What to work on
Give a verbatim repeat of the lines that run from the line containing "for mut shift" to the end of the data below.

#### Recorded data

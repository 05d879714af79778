//! Identifier interning.
//!
//! Identifiers are deduplicated into `Atom`s so that name comparison is an
//! integer comparison and symbol tables can key on a `Copy` value.

use rustc_hash::FxHashMap;

/// An interned string handle.
///
/// Atoms are only meaningful relative to the `Interner` that produced them.
#[derive(Debug, Clone, Copy, PartialEq, Eq, Hash, PartialOrd, Ord)]
pub struct Atom(u32);

impl Atom {
    pub fn index(self) -> usize {
        self.0 as usize
    }
}

/// Deduplicating string storage.
#[derive(Debug, Default)]
pub struct Interner {
    map: FxHashMap<String, Atom>,
    strings: Vec<String>,
}

impl Interner {
    pub fn new() -> Self {
        Self::default()
    }

    /// Intern `text`, returning the existing atom if it was seen before.
    pub fn intern(&mut self, text: &str) -> Atom {
        if let Some(&atom) = self.map.get(text) {
            return atom;
        }
        let atom = Atom(self.strings.len() as u32);
        self.strings.push(text.to_string());
        self.map.insert(text.to_string(), atom);
        atom
    }

    /// Look up `text` without interning it.
    pub fn get(&self, text: &str) -> Option<Atom> {
        self.map.get(text).copied()
    }

    pub fn resolve(&self, atom: Atom) -> &str {
        &self.strings[atom.index()]
    }

    pub fn len(&self) -> usize {
        self.strings.len()
    }

    pub fn is_empty(&self) -> bool {
        self.strings.is_empty()
    }
}

#[cfg(test)]
mod tests {
    use super::*;

    #[test]
    fn interning_deduplicates() {
        let mut interner = Interner::new();
        let a = interner.intern("front");
        let b = interner.intern("back");
        let a2 = interner.intern("front");
        assert_eq!(a, a2);
        assert_ne!(a, b);
        assert_eq!(interner.resolve(a), "front");
        assert_eq!(interner.resolve(b), "back");
        assert_eq!(interner.len(), 2);
    }

    #[test]
    fn get_does_not_intern() {
        let mut interner = Interner::new();
        assert_eq!(interner.get("x"), None);
        let x = interner.intern("x");
        assert_eq!(interner.get("x"), Some(x));
        assert_eq!(interner.len(), 1);
    }
}
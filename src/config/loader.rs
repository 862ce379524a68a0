//! Settings loading functionality.
//!
//! This module provides the [`SettingsLoader`] type for loading the
//! scheduling settings record from a YAML file.

use std::fs;
use std::path::Path;

use crate::calculation::OvertimePolicy;
use crate::error::{EngineError, EngineResult};

use super::types::ScheduleSettings;

/// Loads and provides access to scheduling settings.
///
/// # Example
///
/// ```no_run
/// use roster_engine::config::SettingsLoader;
///
/// let loader = SettingsLoader::load("./config/scheduling.yaml").unwrap();
/// if let Some(policy) = loader.overtime_policy() {
///     println!("Overtime beyond {} hours", policy.hours_limit);
/// }
/// ```
#[derive(Debug, Clone, Default)]
pub struct SettingsLoader {
    settings: ScheduleSettings,
}

impl SettingsLoader {
    /// Loads settings from the specified YAML file.
    ///
    /// # Arguments
    ///
    /// * `path` - Path to the settings file (e.g., "./config/scheduling.yaml")
    ///
    /// # Returns
    ///
    /// Returns a `SettingsLoader` on success, or an error if the file is
    /// missing or contains invalid YAML.
    pub fn load<P: AsRef<Path>>(path: P) -> EngineResult<Self> {
        let path = path.as_ref();
        let raw = fs::read_to_string(path).map_err(|_| EngineError::ConfigNotFound {
            path: path.display().to_string(),
        })?;
        let settings: ScheduleSettings =
            serde_yaml::from_str(&raw).map_err(|err| EngineError::ConfigParseError {
                path: path.display().to_string(),
                message: err.to_string(),
            })?;
        Ok(Self { settings })
    }

    /// Creates a loader around an already-resolved settings record.
    pub fn from_settings(settings: ScheduleSettings) -> Self {
        Self { settings }
    }

    /// Returns the loaded settings record.
    pub fn settings(&self) -> &ScheduleSettings {
        &self.settings
    }

    /// Resolves the active overtime policy from the loaded settings.
    pub fn overtime_policy(&self) -> Option<OvertimePolicy> {
        self.settings.overtime_policy()
    }
}
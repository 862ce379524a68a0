//! HTTP API module for the scheduling engine.
//!
//! This module provides the REST API endpoints for computing week
//! summaries and assembling publish, unpublish, and clone-week plans.

mod handlers;
mod request;
mod response;
mod state;

pub use handlers::create_router;
pub use request::{
    CloneWeekRequest, OvertimeOverride, PublishRequest, SummaryRequest, UnpublishRequest,
};
pub use response::ApiError;
pub use state::AppState;
//! Shift overlap detection.
//!
//! Overlap checks are advisory: the engine reports a conflict for the
//! caller/UI to act on but never blocks shift creation on one.

use chrono::NaiveDateTime;

use crate::models::Shift;

/// Reports whether a candidate time range conflicts with any existing
/// shift.
///
/// Two shifts overlap when either candidate boundary falls inclusively
/// within an existing shift's `[start, end]` interval. The interval is
/// closed on both ends, so touching boundaries count as overlap. The
/// shift identified by `exclude_shift_id` is skipped, which allows
/// validating an edit to an existing shift against its siblings.
///
/// # Example
///
/// ```
/// use roster_engine::calculation::has_overlap;
/// use roster_engine::models::shift_time;
///
/// let start = shift_time::parse("01-01-2024 16:00").unwrap();
/// let end = shift_time::parse("01-01-2024 20:00").unwrap();
/// assert!(!has_overlap(start, end, None, &[]));
/// ```
pub fn has_overlap<'a>(
    candidate_start: NaiveDateTime,
    candidate_end: NaiveDateTime,
    exclude_shift_id: Option<&str>,
    shifts: impl IntoIterator<Item = &'a Shift>,
) -> bool {
    shifts
        .into_iter()
        .filter(|shift| exclude_shift_id != Some(shift.id.as_str()))
        .any(|shift| {
            let within = |t: NaiveDateTime| t >= shift.start && t <= shift.end;
            within(candidate_start) || within(candidate_end)
        })
}
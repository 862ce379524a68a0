//! Cloning one week's shifts into another.
//!
//! Cloning copies the stable part of a source week (shifts that are
//! published, not pending deletion, and free of staged edits) into the
//! week being edited, offset by the calendar distance between the two
//! weeks and reset to draft.

use chrono::Duration;
use serde::{Deserialize, Serialize};

use crate::error::{EngineError, EngineResult};
use crate::models::{EmployeeShifts, FieldOp, ShiftStatus, WeekId, WriteBatch};

use super::context::ScheduleContext;

/// Maximum employee ids per source-week read, matching typical `in`-query
/// parameter limits.
pub const EMPLOYEE_QUERY_CHUNK: usize = 10;

/// Splits employee ids into groups of [`EMPLOYEE_QUERY_CHUNK`] for the
/// caller's source-week reads.
///
/// The reads may run concurrently, but every chunk must complete before
/// [`clone_week`] is invoked: no shift may be cloned from a partial
/// read.
pub fn chunk_employee_ids(employee_ids: &[String]) -> Vec<Vec<String>> {
    employee_ids
        .chunks(EMPLOYEE_QUERY_CHUNK)
        .map(|chunk| chunk.to_vec())
        .collect()
}

/// Everything a clone produces: the server batch and the post-clone
/// destination aggregates.
#[derive(Debug, Clone, PartialEq, Serialize, Deserialize)]
pub struct ClonePlan {
    /// The atomic batch inserting the cloned draft shifts.
    pub batch: WriteBatch,
    /// The destination aggregates as they will look after the commit
    /// (one per employee that received at least one shift).
    pub updated: Vec<EmployeeShifts>,
    /// Total shifts cloned across all employees.
    pub cloned_shifts: u32,
}

/// Clones eligible shifts from a source week into the context's week.
///
/// A source shift is eligible when it is published, not pending deletion,
/// carries no staged edit, and its id is absent from the destination
/// aggregate. Eligible shifts move by the whole-week distance between the
/// two weeks' first days, reset to draft with fresh creation metadata
/// attributed to the acting user. Employees with no eligible shifts are
/// skipped entirely.
pub fn clone_week(
    ctx: &ScheduleContext,
    source_week_id: &WeekId,
    employee_ids: &[String],
    sources: &[EmployeeShifts],
    destinations: &[EmployeeShifts],
    now_ms: i64,
) -> EngineResult<ClonePlan> {
    ctx.validate()?;
    for source in sources {
        if source.week_id != *source_week_id {
            return Err(EngineError::WeekMismatch {
                employee_id: source.employee_id.clone(),
                found: source.week_id.to_string(),
                expected: source_week_id.to_string(),
            });
        }
    }
    for destination in destinations {
        if destination.week_id != ctx.week_id {
            return Err(EngineError::WeekMismatch {
                employee_id: destination.employee_id.clone(),
                found: destination.week_id.to_string(),
                expected: ctx.week_id.to_string(),
            });
        }
    }

    // Both first days are Mondays, so the distance is a whole number of
    // weeks, signed toward the destination.
    let weeks_diff =
        (ctx.week_id.first_day() - source_week_id.first_day()).num_days() / 7;
    let offset = Duration::weeks(weeks_diff);

    let mut batch = WriteBatch::new();
    let mut updated = Vec::new();
    let mut cloned_shifts = 0u32;

    for employee_id in employee_ids {
        let Some(source) = sources.iter().find(|agg| agg.employee_id == *employee_id) else {
            continue;
        };

        let mut destination = destinations
            .iter()
            .find(|agg| agg.employee_id == *employee_id)
            .cloned()
            .unwrap_or_else(|| {
                EmployeeShifts::new(
                    employee_id.clone(),
                    ctx.week_id.clone(),
                    ctx.location_id.clone(),
                )
            });

        let eligible: Vec<_> = source
            .shifts
            .values()
            .filter(|shift| {
                shift.is_published()
                    && !shift.deleting
                    && !shift.has_pending_update()
                    && !destination.shifts.contains_key(&shift.id)
            })
            .cloned()
            .collect();
        if eligible.is_empty() {
            continue;
        }

        let doc = destination.document_ref();
        for mut shift in eligible {
            shift.start += offset;
            shift.end += offset;
            shift.status = ShiftStatus::Draft;
            shift.pending_update = None;
            shift.deleting = false;
            shift.created_at = now_ms;
            shift.created_by = ctx.acting_user_id.clone();

            let value =
                serde_json::to_value(&shift).expect("shift serialization is infallible");
            batch.set_field(doc.clone(), format!("shifts.{}", shift.id), FieldOp::Set(value));
            destination.insert_shift(shift, now_ms);
            cloned_shifts += 1;
        }
        batch.set_field(doc, "updatedAt", FieldOp::ServerTimestamp);
        updated.push(destination);
    }

    Ok(ClonePlan {
        batch,
        updated,
        cloned_shifts,
    })
}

########

Solution to the exercise
        for mut shift in eligible {
            shift.start += offset;
            shift.end += offset;
            shift.status = ShiftStatus::Draft;
            shift.pending_update = None;
            shift.deleting = false;
            shift.created_at = now_ms;
            shift.created_by = ctx.acting_user_id.clone();

            let value =
                serde_json::to_value(&shift).expect("shift serialization is infallible");
            batch.set_field(doc.clone(), format!("shifts.{}", shift.id), FieldOp::Set(value));
            destination.insert_shift(shift, now_ms);
            cloned_shifts += 1;
        }
        batch.set_field(doc, "updatedAt", FieldOp::ServerTimestamp);
        updated.push(destination);
    }

    Ok(ClonePlan {
        batch,
        updated,
        cloned_shifts,
    })
}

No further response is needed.